La femme hoche de nouveau la tête. Dans la cabine, derrière les barreaux qui nous séparent, se trouve une horloge analogique qui lit “3 heures du matin”, et un chat noir assis sur une étagère sur le mur, reposant sur plusieurs livres et jeux de cartes et parmi d’autres apothicaires pots.

“Tu sais, tu ne devrais vraiment pas être ici aussi tard dans la nuit. Beaucoup de choses sont jetées ici – des voitures en particulier », dit-elle en allumant une cigarette. “Et les gens agissent encore surpris quand ils reviennent et les trouvent saccagés le lendemain.”

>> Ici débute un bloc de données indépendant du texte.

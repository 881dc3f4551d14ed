//! Decoded orthodromy paths.
//!
//! A path is the ordered vertex list the service returned, start point first.
//! Decoding is lenient, so a path may be empty or hold `NaN` components; the
//! checks here let callers tell a usable path from a degraded one.

use serde::{Deserialize, Serialize};

use crate::geopoint::GeoPoint;

/// Ordered vertices of a sampled great-circle path.
#[derive(Debug, Clone, Default, PartialEq, Serialize, Deserialize)]
#[serde(transparent)]
pub struct PathPoints {
    points: Vec<GeoPoint>,
}

impl PathPoints {
    pub fn new(points: Vec<GeoPoint>) -> Self {
        Self { points }
    }

    pub fn points(&self) -> &[GeoPoint] {
        &self.points
    }

    pub fn into_points(self) -> Vec<GeoPoint> {
        self.points
    }

    pub fn len(&self) -> usize {
        self.points.len()
    }

    pub fn is_empty(&self) -> bool {
        self.points.is_empty()
    }

    /// True when every vertex has finite components. An empty path is finite.
    pub fn is_finite(&self) -> bool {
        self.points.iter().all(GeoPoint::is_finite)
    }

    /// Copy of the path without vertices that carry non-finite components.
    pub fn finite_points(&self) -> PathPoints {
        self.points
            .iter()
            .copied()
            .filter(GeoPoint::is_finite)
            .collect()
    }

    pub fn first(&self) -> Option<&GeoPoint> {
        self.points.first()
    }

    pub fn last(&self) -> Option<&GeoPoint> {
        self.points.last()
    }
}

impl FromIterator<GeoPoint> for PathPoints {
    fn from_iter<I: IntoIterator<Item = GeoPoint>>(iter: I) -> Self {
        Self::new(iter.into_iter().collect())
    }
}

impl From<Vec<(f64, f64)>> for PathPoints {
    fn from(pairs: Vec<(f64, f64)>) -> Self {
        pairs.into_iter().map(GeoPoint::from).collect()
    }
}

impl IntoIterator for PathPoints {
    type Item = GeoPoint;
    type IntoIter = std::vec::IntoIter<GeoPoint>;

    fn into_iter(self) -> Self::IntoIter {
        self.points.into_iter()
    }
}
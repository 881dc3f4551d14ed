//! Orthodromy requests end to end: encode, fetch, decode.

use rayon::prelude::*;
use tracing::{debug, warn};

use crate::error::{OrthodromyError, Result};
use crate::path::PathPoints;
use crate::request::SamplingRequest;
use crate::transport::{HttpTransport, OrthodromyConfig, Transport};
use crate::wkt::{decode_linestring, decode_linestring_strict};

/// Client for the remote orthodromy service.
///
/// Holds no per-request state; one client can serve any number of requests,
/// including concurrently when the transport is `Sync`.
#[derive(Debug, Clone)]
pub struct OrthodromyClient<T = HttpTransport> {
    transport: T,
}

impl OrthodromyClient<HttpTransport> {
    pub fn http(config: OrthodromyConfig) -> Result<Self> {
        Ok(Self::new(HttpTransport::new(config)?))
    }
}

impl<T: Transport> OrthodromyClient<T> {
    pub fn new(transport: T) -> Self {
        Self { transport }
    }

    pub fn transport(&self) -> &T {
        &self.transport
    }

    /// Fetch the sampled path for `request`.
    ///
    /// Fails only when the service cannot be reached or answers with a
    /// non-success status. A body without usable geometry yields an empty
    /// path, and unreadable coordinates come back as `NaN`.
    pub fn request_points(&self, request: &SamplingRequest) -> Result<PathPoints> {
        let body = self.fetch(request)?;
        let path = decode_linestring(&body);

        debug!(vertices = path.len(), "decoded orthodromy path");
        if path.is_empty() {
            warn!("orthodromy response held no LINESTRING vertices");
        } else if !path.is_finite() {
            warn!(vertices = path.len(), "orthodromy path has non-finite coordinates");
        }

        Ok(path)
    }

    /// Like [`request_points`](Self::request_points), but malformed geometry
    /// is an [`OrthodromyError::Decode`] error.
    pub fn request_points_strict(&self, request: &SamplingRequest) -> Result<PathPoints> {
        let body = self.fetch(request)?;
        let path = decode_linestring_strict(&body)?;
        debug!(vertices = path.len(), "decoded orthodromy path");
        Ok(path)
    }

    fn fetch(&self, request: &SamplingRequest) -> Result<String> {
        let locator = request.locator();
        debug!(%locator, "requesting orthodromy");

        let response = self.transport.get(&locator)?;
        if !response.is_success() {
            warn!(
                status = response.status,
                reason = %response.reason,
                "orthodromy service rejected request"
            );
            return Err(OrthodromyError::Status {
                status: response.status,
                reason: response.reason,
            });
        }

        Ok(response.body)
    }
}

impl<T: Transport + Sync> OrthodromyClient<T> {
    /// Issue independent requests in parallel. Results keep the input order.
    pub fn request_many(&self, requests: &[SamplingRequest]) -> Vec<Result<PathPoints>> {
        requests
            .par_iter()
            .map(|request| self.request_points(request))
            .collect()
    }
}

Elle me sourit mais ne répond pas. Elle tend simplement la main et prend l’un des pots sur l’étagère; un pot plein d’un liquide rouge translucide. Elle fouille un instant, cigarette toujours dans sa bouche jusqu’à ce qu’elle trouve un verre dans un tiroir sous la caisse enregistreuse, Je le remplis rapidement avec le liquide et je le glisse vers moi. Comme elle le fait, j’attrape un coup d’œil de trois cicatrices distinctes qui traversent son poignet.

“D’accord, d’accord, pas besoin d’être nerveux. Honnêtement, les enfants ces temps-ci … “murmure-t-elle dans un souffle, mettant la note dans le caisse enregistreuse avant d’atteindre et de saisir un jeu de cartes sous son chat. Elle renifle légèrement le paquet et me le tend.

«Ok, alors quand la carte est à droite, ça veut dire … fatigue, dégoût, aversion, contrariétés imaginaires, comme si le vin de ce monde n’avait causé que la satiété … euh … un autre vin, comme si un cadeau féerique était maintenant offert le wastrel, mais il n’y voit pas de consolation … aussi une carte de plaisir mélangé ».

Il y a du silence entre nous pendant un moment alors que je retire la serviette de mes épaules et la remets sur le dossier du fauteuil. Je commence à marcher vers l’entrée, remarquant seulement le signe noir «Thank You», écrit en lettres cursives bleues au-dessus de la porte.

Il est 3 heures du matin et je me tiens devant un magasin New Age douteux, construit à partir d’un abandonné station d’essence au milieu de nulle part avec une carte de tarot dans ma main. La pluie s’est arrêtée, les nuages ​​se déplaçant lentement et régulièrement dans le ciel, laissant parfois passer un ciel étoilé et une pleine lune basse.